# Oil Loss fix woohoo!



## Slimjimmn (Apr 8, 2006)

So ever since I bought my car (1.5yrs ago and almost 20k ago) it burns 1/2qt oil every 500-800 miles. no not leak, it doesnt leak I replaced all the cam seals and tensioner gaskets and valve cover gaskets when I bought the car along with the t-belt. 
I ran a BG oil flush through the first 2 oil changes that I bought the car and it did nothing. I ran a can of seafoam through an oil change and nothing. I tried fuel infector cleaner in the tank hoping it would clean out the carbon buildup and maybe the piston rings, nope. Did a top engine clean with this heavy duty cleaner, nope. Now, note I always have used mobil 1 5w-30 and changed oil every 3k miles. 
Well I think I have found the fix. Before the my last Oil change I put in 1qt of Dexron 3 and drove my car arround and let it sit overnight and then drove it 30miles to work and changed the oil. It was BLACK.
Anywho, I have put on 1100 miles and the oil level has not dropped at all.

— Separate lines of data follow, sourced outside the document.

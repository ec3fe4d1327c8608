use std::path::PathBuf;

#[derive(Debug, thiserror::Error)]
pub enum Error {
    #[error("failed to read {path}: {source}")]
    Read {
        path: PathBuf,
        source: std::io::Error,
    },

    #[error("{path} is not valid JSON: {source}")]
    Parse {
        path: PathBuf,
        source: serde_json::Error,
    },

    #[error(transparent)]
    Regex(#[from] regex::Error),
}

pub type Result<T> = std::result::Result<T, Error>;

Waiting on my 3k to see if it has lost any oil. If not I am going to 5k oil changes.


----------



## sillysod (Mar 26, 2007)

*Re: Oil Loss fix woohoo! (Slimjimmn)*

how many miles would you say you drove it around the previous night?
looking at trying this myself.


----------



## Slimjimmn (Apr 8, 2006)

*Re: Oil Loss fix woohoo! (sillysod)*

i drove approx 30 miles. My next lof I will add 2qts tranmission fluid and drive it 30miles and change oil again. It only burned about .5 Qts in 1600 miles, It used to burn .5qt in 500-600miles


----------



## Slimjimmn (Apr 8, 2006)

I bought some CHEAP napa 5w30 non synthetic oil. I have 1100 miles now and 0 oil consumption. nill, zilch, not a drop. Bummer put about 15quarts of synthetic oil through my catalytic converters in the past year and half....no wonder v6 passats have issues with cat efficiency codes lol


----------



## 02GLXWag6stk (May 23, 2008)

*Dextron (AT fluid) was your solution?*

Using a 0w/40w Full Synthetic like Mobil 1 instead of 30W should help reduce the possibility of oil consumption especially in a high mileage (100K+)given it's weight.

And given your extensive auto mechanical abilities it would appear you've eliminated ALL potential?? sources of where leaks could occur on the 2.8L V6!

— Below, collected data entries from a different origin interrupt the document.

//! Structural validation of hook registration JSON.
//!
//! The host expects `event -> [matcher entry]`, where a matcher entry is
//! `{"matcher": .., "hooks": [leaf, ..]}` and every leaf decodes into a
//! [`HookDefinition`]. Any of those three levels may be checked on its own,
//! which is how evaluated snippets arrive.

use {
    regcheck_common::{Finding, Location, Section},
    serde_json::{Map, Value},
};

use crate::{
    definition::{HookDefinition, kind_of},
    evaluate::EvalError,
    event::HookEvent,
};

/// Accepted `timeout` range in seconds.
const TIMEOUT_RANGE: std::ops::RangeInclusive<f64> = 1.0..=600.0;

/// Check a whole document, an event map, a matcher entry or a single leaf.
pub fn validate_hook_document(value: &Value, at: &Location) -> Vec<Finding> {
    let mut findings = Vec::new();
    check_node(value, at, &mut findings);
    findings
}

/// Findings for one evaluated snippet. An evaluation failure is a degraded
/// notice, never a structural verdict.
pub fn snippet_findings(result: &Result<Value, EvalError>, at: &Location) -> Vec<Finding> {
    match result {
        Ok(value) => validate_hook_document(value, at),
        Err(e) => vec![
            Finding::warning(
                Section::HookStructure,
                format!("degraded: could not evaluate jq snippet ({e}); its structure was not checked"),
            )
            .at(at.clone()),
        ],
    }
}

fn error(at: &Location, message: impl Into<String>) -> Finding {
    Finding::error(Section::HookStructure, message).at(at.clone())
}

fn warning(at: &Location, message: impl Into<String>) -> Finding {
    Finding::warning(Section::HookStructure, message).at(at.clone())
}

fn check_node(value: &Value, at: &Location, out: &mut Vec<Finding>) {
    match value {
        Value::Array(entries) => {
            for entry in entries {
                check_matcher_entry(entry, at, out);
            }
        },
        Value::Object(fields) => match fields.get("hooks") {
            Some(Value::Object(events)) => check_event_map(events, at, out),
            Some(Value::Array(_)) => check_matcher_entry(value, at, out),
            _ if fields.contains_key("matcher") => check_matcher_entry(value, at, out),
            _ if fields.contains_key("type") => check_leaf(value, at, out),
            _ => check_event_map(fields, at, out),
        },
        other => out.push(error(
            at,
            format!("hook document must be an object or an array, found {}", kind_of(other)),
        )),
    }
}

fn check_event_map(events: &Map<String, Value>, at: &Location, out: &mut Vec<Finding>) {
    for (name, entries) in events {
        let known = HookEvent::from_name(name).is_some();
        match entries {
            Value::Array(items) => {
                if !known {
                    out.push(warning(at, format!("unknown hook event `{name}`")));
                }
                for item in items {
                    check_matcher_entry(item, at, out);
                }
            },
            // Literal command string registration.
            Value::String(_) => {},
            other if known => out.push(error(
                at,
                format!(
                    "event `{name}` must map to an array of matcher entries, found {}",
                    kind_of(other)
                ),
            )),
            _ => {},
        }
    }
}

fn check_matcher_entry(entry: &Value, at: &Location, out: &mut Vec<Finding>) {
    let fields = match entry {
        Value::String(_) => return,
        Value::Object(fields) => fields,
        other => {
            out.push(error(
                at,
                format!("matcher entry must be an object, found {}", kind_of(other)),
            ));
            return;
        },
    };

    if let Some(matcher) = fields.get("matcher")
        && !matcher.is_string()
    {
        out.push(warning(
            at,
            format!("`matcher` should be a string, found {}", kind_of(matcher)),
        ));
    }

    match fields.get("hooks") {
        Some(Value::Array(leaves)) => {
            for leaf in leaves {
                check_leaf(leaf, at, out);
            }
        },
        Some(other) => out.push(error(
            at,
            format!("matcher entry `hooks` must be an array, found {}", kind_of(other)),
        )),
        None if fields.contains_key("type") && !fields.contains_key("matcher") => out.push(error(
            at,
            "leaf hook definition placed directly in an event array; wrap it as \
             {\"matcher\": .., \"hooks\": [..]}",
        )),
        None => out.push(error(at, "matcher entry has no `hooks` array")),
    }
}

fn check_leaf(leaf: &Value, at: &Location, out: &mut Vec<Finding>) {
    match HookDefinition::decode(leaf) {
        Ok(_) => {},
        Err(e) => out.push(error(at, e.to_string())),
    }

    if let Value::Object(fields) = leaf
        && !fields.contains_key("matcher")
        && let Some(timeout) = fields.get("timeout")
    {
        check_timeout(timeout, at, out);
    }
}

fn check_timeout(timeout: &Value, at: &Location, out: &mut Vec<Finding>) {
    match timeout.as_f64() {
        Some(seconds) if TIMEOUT_RANGE.contains(&seconds) => {},
        Some(seconds) => out.push(warning(
            at,
            format!("timeout {seconds} is outside the sane range of 1 to 600 seconds"),
        )),
        None => out.push(warning(
            at,
            format!("timeout must be a number of seconds, found {}", kind_of(timeout)),
        )),
    }
}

Most say that one would be lucky to "use/lose" 1qt per 5,000 miles.

So just to verify you're saying put in the crankcase 1QT of Dextron Automatic Transmission Fluid.... say 100 miles BEFORE one's oil change the next morning worked wonders for you?

In my own case a B5.5 stick shift, 2002, I luckily have no oil leaks, still have original cam seals, cam caps; and valve cover gaskets and my engine has been fairly spotless. I "use/burn just over a 1qt/5,000 miles.

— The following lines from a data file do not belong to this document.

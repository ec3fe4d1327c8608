//! One verification run: load the registry, run every check, collect the
//! findings. Printing and the exit decision live in `report` and `main`.

use std::{path::Path, time::Duration};

use {
    anyhow::{Context, Result},
    regcheck_common::{Finding, Findings, Location, Section},
    regcheck_config::{EvaluatorConfig, VerifyConfig},
    regcheck_graph::{
        CapabilityIndex, DependencyGraph, InstallPlan, ReferenceExtractor, cycle_findings,
        detect_cycles, plan_install_order, reconcile_declared_dependencies, validate_capabilities,
    },
    regcheck_hooks::{
        Classifier, EmbeddedSnippet, JqEvaluator, OutputLinter, REGISTRATION_FILE,
        discover_hook_files, evaluate_all, extract_embedded_json_snippets, installer_scripts,
        load_registration, snippet_findings, unclassified_entry_point, validate_hook_document,
    },
    regcheck_registry::{
        PluginDirectory, Registry, SchemaAsset, hooks_path, load_manifest, reconcile,
        remediation_entry, scan_plugin_dirs, validate_paths, validate_schema,
    },
    serde_json::Value,
    tracing::{debug, info, warn},
};

/// Everything a report needs, detached from the filesystem.
pub struct Outcome {
    /// Registry path as printed, relative to the root.
    pub registry_display: String,
    pub findings: Findings,
    /// Ready-to-paste entries for unregistered directories, by directory.
    pub remediations: Vec<(Location, Value)>,
    pub graph: DependencyGraph,
    pub install_plans: Vec<InstallPlan>,
}

pub async fn run(root: &Path, config: &VerifyConfig) -> Result<Outcome> {
    let registry_path = config.registry_path(root);
    let registry = load_manifest(&registry_path, root)
        .with_context(|| format!("cannot verify without a registry ({})", registry_path.display()))?;
    let mut findings = Findings::new();

    let asset = SchemaAsset::load(&config.schema_path(root));
    findings.extend(validate_schema(&registry, &asset));
    findings.extend(validate_paths(&registry));

    let plugins_root = config.plugins_path(root);
    let dirs = match scan_plugin_dirs(&plugins_root) {
        Ok(dirs) => dirs,
        Err(e) => {
            warn!(path = %plugins_root.display(), %e, "failed to scan plugins root");
            findings.push(
                Finding::warning(
                    Section::Registration,
                    format!("could not list plugin directories: {e}"),
                )
                .at(Location::relative(root, &plugins_root, None)),
            );
            Vec::new()
        },
    };

    let reconciliation = reconcile(&registry, &dirs);
    findings.extend(reconciliation.findings(&registry));
    let remediations = reconciliation
        .unregistered
        .iter()
        .map(|dir| {
            (
                Location::relative(root, &dir.path, None),
                remediation_entry(root, dir),
            )
        })
        .collect();

    let extraction = ReferenceExtractor::new()?.extract(&dirs, root);
    findings.extend(extraction.findings);
    let graph = DependencyGraph::from_edges(&extraction.edges);
    findings.extend(validate_capabilities(
        &extraction.edges,
        &CapabilityIndex::build(&dirs),
        root,
    ));
    findings.extend(reconcile_declared_dependencies(&registry, &graph));
    findings.extend(cycle_findings(&detect_cycles(&graph), &extraction.edges, root));

    findings.extend(check_hooks(root, &registry, &dirs, &config.evaluator).await?);

    info!(
        errors = findings.errors().len(),
        warnings = findings.warnings().len(),
        "verification finished"
    );

    Ok(Outcome {
        registry_display: registry.location(None).to_string(),
        findings,
        remediations,
        graph,
        install_plans: plan_install_order(&registry),
    })
}

/// Classification, output lint and structural checks for every plugin.
async fn check_hooks(
    root: &Path,
    registry: &Registry,
    dirs: &[PluginDirectory],
    evaluator: &EvaluatorConfig,
) -> Result<Vec<Finding>> {
    let classifier = Classifier::new()?;
    let linter = OutputLinter::new()?;
    let mut findings = Vec::new();
    let mut sites: Vec<(Location, EmbeddedSnippet)> = Vec::new();

    for dir in dirs {
        // The host reads the file the registry entry declares, if any.
        let registration_path = registry
            .get(&dir.name)
            .and_then(|entry| hooks_path(registry.root(), entry))
            .unwrap_or_else(|| dir.path.join(REGISTRATION_FILE));
        let registration = match load_registration(&registration_path) {
            Ok(registration) => registration,
            Err(e) => {
                findings.push(
                    Finding::error(Section::HookStructure, e.to_string())
                        .at(Location::relative(root, &registration_path, None)),
                );
                None
            },
        };
        if let Some(registration) = &registration {
            let at = Location::relative(root, &registration.path, None);
            findings.extend(validate_hook_document(&registration.document, &at));
        }

        for file in discover_hook_files(dir) {
            let Some(text) = read_script(root, &file.path, Section::HookOutput, &mut findings)
            else {
                continue;
            };
            let classification = classifier.classify(&file, &text, registration.as_ref());
            debug!(
                plugin = %dir.name,
                file = %file.filename,
                event = ?classification.event,
                tier = %classification.tier,
                "classified hook script"
            );

            if classification.event.is_some() {
                findings.extend(linter.lint(&classification, &text, root));
            } else if classifier.has_entry_point(&file, &text) {
                findings.push(unclassified_entry_point(&classification, root));
            }
            collect_snippets(root, &file.path, &text, &mut sites);
        }

        for script in installer_scripts(dir) {
            if let Some(text) = read_script(root, &script, Section::HookStructure, &mut findings) {
                collect_snippets(root, &script, &text, &mut sites);
            }
        }
    }

    findings.extend(evaluate_sites(&sites, evaluator).await);
    Ok(findings)
}

fn read_script(
    root: &Path,
    path: &Path,
    section: Section,
    findings: &mut Vec<Finding>,
) -> Option<String> {
    match std::fs::read_to_string(path) {
        Ok(text) => Some(text),
        Err(e) => {
            warn!(?path, %e, "failed to read script");
            findings.push(
                Finding::warning(section, format!("could not read script: {e}"))
                    .at(Location::relative(root, path, None)),
            );
            None
        },
    }
}

fn collect_snippets(
    root: &Path,
    path: &Path,
    text: &str,
    sites: &mut Vec<(Location, EmbeddedSnippet)>,
) {
    for snippet in extract_embedded_json_snippets(text) {
        sites.push((Location::relative(root, path, Some(snippet.line)), snippet));
    }
}

async fn evaluate_sites(
    sites: &[(Location, EmbeddedSnippet)],
    config: &EvaluatorConfig,
) -> Vec<Finding> {
    let Some((first_site, _)) = sites.first() else {
        return Vec::new();
    };

    if let Err(e) = which::which(&config.program) {
        warn!(program = %config.program, %e, "snippet evaluator not found");
        let finding = Finding::warning(
            Section::HookStructure,
            format!(
                "degraded: snippet evaluator `{}` is not available ({e}); {} embedded hook \
                 definition(s) were not checked",
                config.program,
                sites.len()
            ),
        );
        return vec![finding.at(first_site.clone())];
    }

    let evaluator = JqEvaluator::new(
        config.program.clone(),
        Duration::from_millis(config.timeout_ms),
    );
    let snippets: Vec<_> = sites.iter().map(|(_, snippet)| snippet.clone()).collect();
    let results = evaluate_all(&evaluator, &snippets, config.concurrency).await;
    debug!(count = results.len(), "evaluated embedded snippets");

    sites
        .iter()
        .zip(&results)
        .flat_map(|((at, _), result)| snippet_findings(result, at))
        .collect()
}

Based on reading tons of posts on PassatWorld, it would appear that those with B5 have more PCV related, & oil leaks than B5.5 (redesigned PCV system and components). Moreover, I also deployed my own strategy of numerous oil additives such as BG Moa; AutoRx; Seafoam (say 75 miles before oil change) that have had a positive impact. For the gas tank I use Techron; Lucas; Seafoam; RXP:
all occasionally to obtain optimal results.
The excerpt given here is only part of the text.